City girl that I am, I confess I dragged myself out to deepest Hillsboro expecting amateur-night. Wow, was I humbled! There is not a single weak link in Bag and Baggage's strong, resonant production of Death of a Salesman. At last, cast and director have been brave enough to rely on the text itself and bring us real, credible characters, rather than stressing "themes," and striking poses. Ironically--and because clearly each actor has mined the text and created a 'backstory' that lends conviction to even the smallest role (without hamming or overindicating)--these themes come through, all by themselves, and strike us to the heart with their relevance to our sad, self-deluding human condition. I hate to pick out any one player, but I have to say that, in Maggie Chapin's stellar performance, I finally saw a Linda Loman with whom I could empathize (I've wanted to kick this character in the past!); Chapin's revelation of Loman's deep reserves of strength, alongside her heart-wrenching pathos, simply blew me away.
One caveat, which has nothing to do with production or performances:I'd advise audience members to try to sit a few rows back. I was in the front row, and the width of the stage made me feel occasionally I was watching a tennis match. But frankly that was a small price to pay. And this production is so good that ALL seats should be filled, in every part of the house.
Deepest Hillsboro? I've learned my lesson, and I'll never think that way again. As the Michelin guidebooks say of tourist sites removed from the beaten track, The Venetian theater "is worth a detour." And then some. Don't let Hillsboro's gain be us Portland city folks' loss.
Cate Garrison

Vreneli said...

The Bag & Baggage production of "Death of a Salesman" on Saturday was powerful and moving. The fine direction and strong performances by the talented cast engaged the audience and allowed them to connect with the characters and empathize with their struggles and pain. It is worth a trip to Hillsboro to experience this company's staging of Arthur Miller's classic. VRF

Anonymous said...

Question: Has the flurry of comments about the show on this site had any affect on ticket sales?

Leslie said...

Bravo to Bag & Baggage for a beautiful production of Salesman. This is a show that everyone knows - from high school english class if nothing else - and it's a daunting task for any company to try and make it fresh and engaging. With this production i felt like I was hearing the story for the very first time. Scott Palmer's direction gives the audience a very intimate and touching character-driven look into the private lives of the Loman family. The design elements are simple and they beautifully help to focus everything back to the characters and their story. Marion Rossi and Maggie Chapin give warm, subtle, performances that drive the show and keep the audience engaged every moment - and the entire cast works their butts off from curtain to curtain to maintain the very real portrait of WIlly's world.
We all know the ending, it's in the title, yet Bag & Baggage's production had me hoping that maybe Willy would make a different choice, and when the inevitable ending came I totally believed and understood his choice and his journey.

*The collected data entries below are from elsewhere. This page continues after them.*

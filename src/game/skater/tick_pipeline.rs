use super::ground_sensor::sample_ground;
use super::state_machine::StateMachine;
use super::transitions;
use super::{SkaterCore, StateContext};
use crate::game::constants::physics::GRAVITY;
use crate::game::geometry::CollisionMask;
use crate::game::scheduler::ScheduledTask;

/// Executes the phases of one fixed physics step.
/// deferred tasks -> ground sensing -> contact transitions -> state physics -> gravity -> integration.
pub(super) fn run_physics_tick(core: &mut SkaterCore, machine: &mut StateMachine, ctx: &StateContext) {
    // Run deferred tasks that came due.
    for task in core.scheduler.poll(ctx.now) {
        match task {
            ScheduledTask::RestoreCollision => {
                core.body.collision_mask = CollisionMask::ALL;
                tracing::debug!("collision restored");
            }
        }
    }

    // Sense ground.
    let was_grounded = core.body.grounded;
    let reading = sample_ground(
        &mut core.body,
        ctx.world,
        ctx.params,
        machine.kind().is_airborne(),
        ctx.dt,
    );

    // Landing, takeoff and grind entry.
    if let Some(transition) = transitions::evaluate(machine, core, was_grounded, &reading) {
        machine.change_state(transition, core, ctx);
    }

    // Active state physics.
    machine.physics_update(core, ctx);

    // World gravity only for ground states that lost contact; air states run their own.
    let kind = machine.kind();
    if !core.body.grounded && !core.body.grinding && !kind.is_airborne() {
        core.body.velocity.y -= GRAVITY * ctx.dt;
    }

    // Integrate. Grinding places the body on the rail itself.
    let grinding = core.body.grinding;
    core.body.integrate(ctx.dt, !grinding);

    core.intent.clear_edges();
}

If you've not seen it - GO!! I traveled from Salem to see the show and would do so again.

Leslie Grasa

Anonymous said...

I saw the show last Thursday evening. This production was top notch. The entire company was excellent, and frankly Maggie Chapin as Linda Loman broke my heart. Tight, gorgeous performance on her part. Very worthy of a drammy, if only Hillsboro was included...

On top of it, there were 50 high school kids in the theatre that night, having received free tickets from a program of Bag & Baggage, and they were riveted for the entire 2:40 hours. Amazing, and a testament to the entire production.

Not to be missed.

Anonymous said...

When the play ended tonight the audience was silent, then applauded appreciatively then sat .. and sat .. in their seats before getting up to exit the theater. It seemed many were moved by Bag & Bsaggages' performance - and it was very well attended for a Thursday evening in Hillsboro. A show of hands at the beginning of the performance revealed that for about half the audience this was their first time to the Venetian Theater. I am sure for many it won't be the last as director Scott Palmer and his wonderful cast did justice to this amazing play. Congratulations B & B - to the actors who played Willie, Linda, Biff and Hap especially - you are a great gift to the Portland area.

Anonymous said...

I did not find this show to be as astounding or emotionally charged as most people here. The set was a litter of fabric and lumber, piled up to fill the space. The 'doors' of the 'walls' were inconsistently used, the boxes were awkward and overbearing. Action was lost between characters because the seats are at eye level. The lighting always seemed to be about 5 seconds off of it's cue. None of the acting moved me to any emotion other than annoyance. Accents should have been nixed since they couldn't be consistent. It was sub-par community theater through and through. Five minutes into the second act my impatience had taken over and I could only hope that Willy offed himself as soon as possible. I absolutely appreciate the time and passion put into the show by the cast and crew, and am impressed by the company's move to do such a classic and daring play. Unfortunately, much was lost in this particular production and I know that I will not be spending my time or money going to the Venetian again.

Dallas said...

as a loyal b&b patron, i have to say that i am impressed with this latest production. a lot of new and old faces graced the scene bringing ultimate relevance and "real-ness" to a script that is often littered with larger thematic heavy-handedness. i believe that the talents of the actors and the artistic staff are on display fully in this gritty performance piece and the stripping away of the pretense behind "a great American play about the American Dream" makes this production personal. it was easy as an audience member to see the connection between the characters and the actors portraying them on stage.
i agree with the previous statement made about the possibility that this is one of the best kept secrets in the Portland Theatre market, and i can only hope that more and more patrons begin to realize that great Theatre happens outside the portland city limits.
as far as the comments about this being "community theater," all i have to say is...point me to that community because they must be putting on some fantastic shows! really, i have yet to be disappointed with B&B productions, and surely they will continue to put on top quality theatre whether or not this website's patrons decide to see it or not...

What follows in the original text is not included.